There has been a warning that the energy purchase conditions agreed upon by the European Union (EU) in its trade agreement with the United States are unfeasible and could put energy security at risk by making the EU excessively dependent on the US.


On the 30th (local time), the US think tank Institute for Energy Economics and Financial Analysis (IEEFA) made this statement in a report titled "Deja Vu of the EU’s Overreliance on a Single Supplier."

EU Unable to Meet Energy Purchase Deal With US... Dependence to Rise From 21% to 70% A view of the Golden Pass LNG facility in Port Arthur, Texas, USA. Photo by Reuters Yonhap News

On the 27th, the EU agreed to purchase $250 billion (approximately 215 billion euros) worth of energy annually from the US, totaling $750 billion, in exchange for securing a 15% tariff rate on EU-made goods.


According to the report, last year the EU imported 65 billion euros (about 21%) worth of oil, coal, and liquefied natural gas (LNG) from the US out of a total import volume of 315 billion euros.


To fulfill the agreement, the EU would need to increase imports from the US from 65 billion euros to 215 billion euros, which is about a 3.3-fold increase.
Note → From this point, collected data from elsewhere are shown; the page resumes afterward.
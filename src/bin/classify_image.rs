//! 画像を分類して結果をJSONで表示する動作確認用バイナリ
//!
//! 使い方: classify_image [--config config.json] [--threshold 0.5] <image>...

use anyhow::{bail, Context, Result};
use car_classifier::model::{load_metadata, print_metadata_info, ArtifactFormat};
use car_classifier::{Classifier, ClassifierConfig, ImageClassifier, ImageSource};
use std::path::PathBuf;

fn init_tracing() {
    use tracing_subscriber::{layer::SubscriberExt, util::SubscriberInitExt};

    tracing_subscriber::registry()
        .with(tracing_subscriber::EnvFilter::from_default_env())
        .with(tracing_subscriber::fmt::layer())
        .init();
}

struct Args {
    config_path: PathBuf,
    threshold: Option<f32>,
    images: Vec<PathBuf>,
}

fn parse_args() -> Result<Args> {
    let mut args = std::env::args().skip(1);
    let mut parsed = Args {
        config_path: ClassifierConfig::default_path(),
        threshold: None,
        images: Vec::new(),
    };

    while let Some(arg) = args.next() {
        match arg.as_str() {
            "--config" => {
                parsed.config_path = args.next().context("--config requires a path")?.into();
            }
            "--threshold" => {
                let value = args.next().context("--threshold requires a value")?;
                parsed.threshold = Some(value.parse().context("invalid threshold")?);
            }
            _ => parsed.images.push(PathBuf::from(arg)),
        }
    }

    if parsed.images.is_empty() {
        bail!("usage: classify_image [--config config.json] [--threshold 0.5] <image>...");
    }
    Ok(parsed)
}

fn main() -> Result<()> {
    init_tracing();
    let args = parse_args()?;

    let config = ClassifierConfig::load_or_default_from(&args.config_path);
    config.display();

    let model_path = config.model.model_path();
    if ArtifactFormat::detect(&model_path).ok() == Some(ArtifactFormat::FullModel) {
        match load_metadata(&model_path) {
            Ok(metadata) => print_metadata_info(&metadata),
            Err(e) => eprintln!("✗ メタデータ読み込みエラー: {:#}", e),
        }
    }

    let classifier = Classifier::load(&config).context("分類器の初期化エラー")?;
    println!("デバイス: {}", classifier.device_name());
    println!("クラス: {}\n", classifier.classes().join(", "));

    let threshold = args.threshold.unwrap_or_else(|| classifier.default_threshold());
    let mut failures = 0;

    for image in &args.images {
        match classifier.predict(ImageSource::from(image.as_path()), threshold) {
            Ok(verdict) => {
                println!("✓ {}", image.display());
                println!("{}", serde_json::to_string_pretty(&verdict)?);
            }
            Err(e) if e.is_client_error() => {
                failures += 1;
                eprintln!("✗ {}: {:#}", image.display(), anyhow::Error::from(e));
            }
            Err(e) => return Err(e).context("推論エラー"),
        }
    }

    if failures > 0 {
        bail!("{} of {} images could not be classified", failures, args.images.len());
    }
    Ok(())
}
As a result, the EU’s dependence on US energy would surge from 21% to approximately 70% of last year’s total import value.


The report pointed out that the agreement is "unachievable," considering that gas demand is decreasing across Europe due to the expansion of renewable energy, as well as the market’s limited capacity to absorb excess supply.


In addition to its lack of feasibility, the agreement also contradicts the EU’s policy direction. The EU previously suffered a severe energy crisis after becoming overly dependent on Russian natural gas, particularly following the outbreak of the war in Ukraine. Since then, the EU has worked to diversify its supply chains, but now it is suddenly required to increase imports from the US.


The European Commission, which is the party to the trade agreement, does not have authority over energy purchases. Unless European private energy companies step in, it will be impossible to increase imports of US energy.


A representative of the European Environmental Bureau (EEB), a coalition of environmental NGOs in Europe, told EU Observer, "The plan to triple US imports in three years is not only physically impossible, but it will also hinder the EU’s medium-term decarbonization goals."


The IEEFA also pointed out that if the $750 billion were invested in renewable energy instead of importing US fossil fuels, the EU’s total solar and wind power generation capacity could increase by nearly 90% compared to the current level.


In response to such criticism, the EU issued a press release in the afternoon, clarifying that the tariff agreement with the US does not weaken the EU’s commitment to decarbonization.


The EU also argued that although the agreement will lead to an increase in US energy imports over the next three years, it is fully aligned with the EU’s medium- to long-term policy of diversifying energy sources and phasing out imports from Russia as quickly as possible.


The EU also provided the basis for the promised annual $250 billion figure to the US. It explained that, in addition to LNG and oil imports, the current annual import volume from the US already reaches $90 billion to $100 billion when including nuclear fuel and related service costs. The EU plans to replace imports of Russian fossil fuels and nuclear fuel, worth about $26 billion, with US sources. However, even when combined, this still falls far short of the annual $250 billion target.


The Commission did not present specific figures but mentioned energy technology investments, including traditional US nuclear power plants and small modular reactors (SMRs with a capacity of 300,000 kW), stating, "There are already clear signs that US companies are engaging with Europe." However, it added, "These factors will ultimately be determined by (private sector) commercial transactions."